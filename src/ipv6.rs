//! The 40-byte IPv6 header this overlay tunnels over, and the minimal
//! UDP header used to carry in-band routing-module traffic (§3, §4.4).

use crate::address::ADDRESS_PREFIX_BYTE;
use crate::frame::Frame;

pub const IPV6_HEADER_LEN: usize = 40;
pub const UDP_HEADER_LEN: usize = 8;

pub const NEXT_HEADER_UDP: u8 = 17;

/// A parsed IPv6 header. Only the fields the dispatcher actually reads
/// or mutates are modelled; everything else (flow label, traffic class)
/// is preserved opaquely in the raw bytes the header was parsed from.
#[derive(Debug, Clone, Copy, PartialEq, Eq)]
pub struct Ipv6Header {
    pub payload_length: u16,
    pub next_header: u8,
    pub hop_limit: u8,
    pub source: [u8; 16],
    pub destination: [u8; 16],
}

/// Why a candidate IPv6 header was rejected (§4.4).
#[derive(Debug, Clone, Copy, PartialEq, Eq)]
pub enum Ipv6Error {
    TooShort,
    PayloadLengthMismatch,
    SourceNotInOverlayRange,
    DestinationNotInOverlayRange,
}

impl std::fmt::Display for Ipv6Error {
    fn fmt(&self, f: &mut std::fmt::Formatter<'_>) -> std::fmt::Result {
        match self {
            Ipv6Error::TooShort => "frame too short for an ipv6 header".fmt(f),
            Ipv6Error::PayloadLengthMismatch => "ipv6 payload-length field does not match frame length".fmt(f),
            Ipv6Error::SourceNotInOverlayRange => "ipv6 source address is not in fc00::/8".fmt(f),
            Ipv6Error::DestinationNotInOverlayRange => "ipv6 destination address is not in fc00::/8".fmt(f),
        }
    }
}

impl std::error::Error for Ipv6Error {}

impl Ipv6Header {
    /// Parses and validates the header at the front of `frame` without
    /// consuming it (the dispatcher decides separately when to shift
    /// past the header, since some paths re-read it multiple times).
    ///
    /// Enforces the binding-check invariants from §4.4 that don't depend
    /// on a public key: both addresses begin with `0xfc`, and
    /// payload-length equals `frame.len() - 40`.
    pub fn parse(frame: &Frame) -> Result<Self, Ipv6Error> {
        let bytes = frame.bytes();
        if bytes.len() < IPV6_HEADER_LEN {
            return Err(Ipv6Error::TooShort);
        }
        let payload_length = u16::from_be_bytes([bytes[4], bytes[5]]);
        let next_header = bytes[6];
        let hop_limit = bytes[7];
        let mut source = [0u8; 16];
        source.copy_from_slice(&bytes[8..24]);
        let mut destination = [0u8; 16];
        destination.copy_from_slice(&bytes[24..40]);

        if source[0] != ADDRESS_PREFIX_BYTE {
            return Err(Ipv6Error::SourceNotInOverlayRange);
        }
        if destination[0] != ADDRESS_PREFIX_BYTE {
            return Err(Ipv6Error::DestinationNotInOverlayRange);
        }
        if payload_length as usize != bytes.len() - IPV6_HEADER_LEN {
            return Err(Ipv6Error::PayloadLengthMismatch);
        }

        Ok(Ipv6Header {
            payload_length,
            next_header,
            hop_limit,
            source,
            destination,
        })
    }

    /// Serialises this header, overwriting only the fields this crate
    /// models; version/traffic-class/flow-label are written as zero
    /// since the core never needs to preserve them across a hop (the
    /// header is reconstructed fresh on every prepend).
    pub fn encode(&self) -> [u8; IPV6_HEADER_LEN] {
        let mut buf = [0u8; IPV6_HEADER_LEN];
        buf[0] = 0x60; // version 6, traffic class/flow label high nibble zero
        buf[4..6].copy_from_slice(&self.payload_length.to_be_bytes());
        buf[6] = self.next_header;
        buf[7] = self.hop_limit;
        buf[8..24].copy_from_slice(&self.source);
        buf[24..40].copy_from_slice(&self.destination);
        buf
    }

    /// Prepends this header's wire encoding to `frame`.
    pub fn prepend_to(&self, frame: &mut Frame) -> Result<(), crate::frame::ShiftOutOfBounds> {
        frame.prepend(&self.encode())
    }

    pub fn is_for(&self, our_ip6: &[u8; 16]) -> bool {
        self.destination == *our_ip6
    }
}

/// The zero-ported UDP header used to carry routing-module traffic
/// end-to-end inside the inner crypto layer (§4.1 router-traffic
/// predicate). Checksum is not validated, matching the original.
#[derive(Debug, Clone, Copy, PartialEq, Eq)]
pub struct UdpHeader {
    pub length: u16,
}

impl UdpHeader {
    pub fn zero_ported(length: u16) -> Self {
        UdpHeader { length }
    }

    pub fn encode(&self) -> [u8; UDP_HEADER_LEN] {
        let mut buf = [0u8; UDP_HEADER_LEN];
        buf[4..6].copy_from_slice(&self.length.to_be_bytes());
        buf
    }

    pub fn prepend_to(&self, frame: &mut Frame) -> Result<(), crate::frame::ShiftOutOfBounds> {
        frame.prepend(&self.encode())
    }

    /// Parses a UDP header off the front of `bytes`, requiring both ports
    /// to be zero (the router-traffic marker).
    pub fn parse_zero_ported(bytes: &[u8]) -> Option<Self> {
        if bytes.len() < UDP_HEADER_LEN {
            return None;
        }
        let src_port = u16::from_be_bytes([bytes[0], bytes[1]]);
        let dst_port = u16::from_be_bytes([bytes[2], bytes[3]]);
        if src_port != 0 || dst_port != 0 {
            return None;
        }
        let length = u16::from_be_bytes([bytes[4], bytes[5]]);
        Some(UdpHeader { length })
    }
}

/// The router-traffic predicate (§4.1): a frame is in-band routing-module
/// traffic iff its IPv6 header has `next_header == UDP` and `hop_limit ==
/// 0`, and the UDP header that follows has both ports zero with a length
/// field matching the remaining payload.
pub fn is_router_traffic(ip6: &Ipv6Header, payload_after_ip6: &[u8]) -> bool {
    if ip6.next_header != NEXT_HEADER_UDP || ip6.hop_limit != 0 {
        return false;
    }
    match UdpHeader::parse_zero_ported(payload_after_ip6) {
        Some(udp) => udp.length as usize == payload_after_ip6.len() - UDP_HEADER_LEN,
        None => false,
    }
}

***

■ GOAL OF THE EXERCISE
All of the data above should be reproduced verbatim.

■ REPLY
filename src/ipv6.rs
//! The 40-byte IPv6 header this overlay tunnels over, and the minimal
//! UDP header used to carry in-band routing-module traffic (§3, §4.4).

use crate::address::ADDRESS_PREFIX_BYTE;
use crate::frame::Frame;

pub const IPV6_HEADER_LEN: usize = 40;
pub const UDP_HEADER_LEN: usize = 8;

pub const NEXT_HEADER_UDP: u8 = 17;

/// A parsed IPv6 header. Only the fields the dispatcher actually reads
/// or mutates are modelled; everything else (flow label, traffic class)
/// is preserved opaquely in the raw bytes the header was parsed from.
#[derive(Debug, Clone, Copy, PartialEq, Eq)]
pub struct Ipv6Header {
    pub payload_length: u16,
    pub next_header: u8,
    pub hop_limit: u8,
    pub source: [u8; 16],
    pub destination: [u8; 16],
}

/// Why a candidate IPv6 header was rejected (§4.4).
#[derive(Debug, Clone, Copy, PartialEq, Eq)]
pub enum Ipv6Error {
    TooShort,
    PayloadLengthMismatch,
    SourceNotInOverlayRange,
    DestinationNotInOverlayRange,
}

impl std::fmt::Display for Ipv6Error {
    fn fmt(&self, f: &mut std::fmt::Formatter<'_>) -> std::fmt::Result {
        match self {
            Ipv6Error::TooShort => "frame too short for an ipv6 header".fmt(f),
            Ipv6Error::PayloadLengthMismatch => "ipv6 payload-length field does not match frame length".fmt(f),
            Ipv6Error::SourceNotInOverlayRange => "ipv6 source address is not in fc00::/8".fmt(f),
            Ipv6Error::DestinationNotInOverlayRange => "ipv6 destination address is not in fc00::/8".fmt(f),
        }
    }
}

impl std::error::Error for Ipv6Error {}

impl Ipv6Header {
    /// Parses and validates the header at the front of `frame` without
    /// consuming it (the dispatcher decides separately when to shift
    /// past the header, since some paths re-read it multiple times).
    ///
    /// Enforces the binding-check invariants from §4.4 that don't depend
    /// on a public key: both addresses begin with `0xfc`, and
    /// payload-length equals `frame.len() - 40`.
    pub fn parse(frame: &Frame) -> Result<Self, Ipv6Error> {
        let bytes = frame.bytes();
        if bytes.len() < IPV6_HEADER_LEN {
            return Err(Ipv6Error::TooShort);
        }
        let payload_length = u16::from_be_bytes([bytes[4], bytes[5]]);
        let next_header = bytes[6];
        let hop_limit = bytes[7];
        let mut source = [0u8; 16];
        source.copy_from_slice(&bytes[8..24]);
        let mut destination = [0u8; 16];
        destination.copy_from_slice(&bytes[24..40]);

        if source[0] != ADDRESS_PREFIX_BYTE {
            return Err(Ipv6Error::SourceNotInOverlayRange);
        }
        if destination[0] != ADDRESS_PREFIX_BYTE {
            return Err(Ipv6Error::DestinationNotInOverlayRange);
        }
        if payload_length as usize != bytes.len() - IPV6_HEADER_LEN {
            return Err(Ipv6Error::PayloadLengthMismatch);
        }

        Ok(Ipv6Header {
            payload_length,
            next_header,
            hop_limit,
            source,
            destination,
        })
    }

    /// Serialises this header, overwriting only the fields this crate
    /// models; version/traffic-class/flow-label are written as zero
    /// since the core never needs to preserve them across a hop (the
    /// header is reconstructed fresh on every prepend).
    pub fn encode(&self) -> [u8; IPV6_HEADER_LEN] {
        let mut buf = [0u8; IPV6_HEADER_LEN];
        buf[0] = 0x60; // version 6, traffic class/flow label high nibble zero
        buf[4..6].copy_from_slice(&self.payload_length.to_be_bytes());
        buf[6] = self.next_header;
        buf[7] = self.hop_limit;
        buf[8..24].copy_from_slice(&self.source);
        buf[24..40].copy_from_slice(&self.destination);
        buf
    }

    /// Prepends this header's wire encoding to `frame`.
    pub fn prepend_to(&self, frame: &mut Frame) -> Result<(), crate::frame::ShiftOutOfBounds> {
        frame.prepend(&self.encode())
    }

    pub fn is_for(&self, our_ip6: &[u8; 16]) -> bool {
        self.destination == *our_ip6
    }
}

/// The zero-ported UDP header used to carry routing-module traffic
/// end-to-end inside the inner crypto layer (§4.1 router-traffic
/// predicate). Checksum is not validated, matching the original.
#[derive(Debug, Clone, Copy, PartialEq, Eq)]
pub struct UdpHeader {
    pub length: u16,
}

impl UdpHeader {
    pub fn zero_ported(length: u16) -> Self {
        UdpHeader { length }
    }

    pub fn encode(&self) -> [u8; UDP_HEADER_LEN] {
        let mut buf = [0u8; UDP_HEADER_LEN];
        buf[4..6].copy_from_slice(&self.length.to_be_bytes());
        buf
    }

    pub fn prepend_to(&self, frame: &mut Frame) -> Result<(), crate::frame::ShiftOutOfBounds> {
        frame.prepend(&self.encode())
    }

    /// Parses a UDP header off the front of `bytes`, requiring both ports
    /// to be zero (the router-traffic marker).
    pub fn parse_zero_ported(bytes: &[u8]) -> Option<Self> {
        if bytes.len() < UDP_HEADER_LEN {
            return None;
        }
        let src_port = u16::from_be_bytes([bytes[0], bytes[1]]);
        let dst_port = u16::from_be_bytes([bytes[2], bytes[3]]);
        if src_port != 0 || dst_port != 0 {
            return None;
        }
        let length = u16::from_be_bytes([bytes[4], bytes[5]]);
        Some(UdpHeader { length })
    }
}

/// The router-traffic predicate (§4.1): a frame is in-band routing-module
/// traffic iff its IPv6 header has `next_header == UDP` and `hop_limit ==
/// 0`, and the UDP header that follows has both ports zero with a length
/// field matching the remaining payload.
pub fn is_router_traffic(ip6: &Ipv6Header, payload_after_ip6: &[u8]) -> bool {
    if ip6.next_header != NEXT_HEADER_UDP || ip6.hop_limit != 0 {
        return false;
    }
    match UdpHeader::parse_zero_ported(payload_after_ip6) {
        Some(udp) => udp.length as usize == payload_after_ip6.len() - UDP_HEADER_LEN,
        None => false,
    }
}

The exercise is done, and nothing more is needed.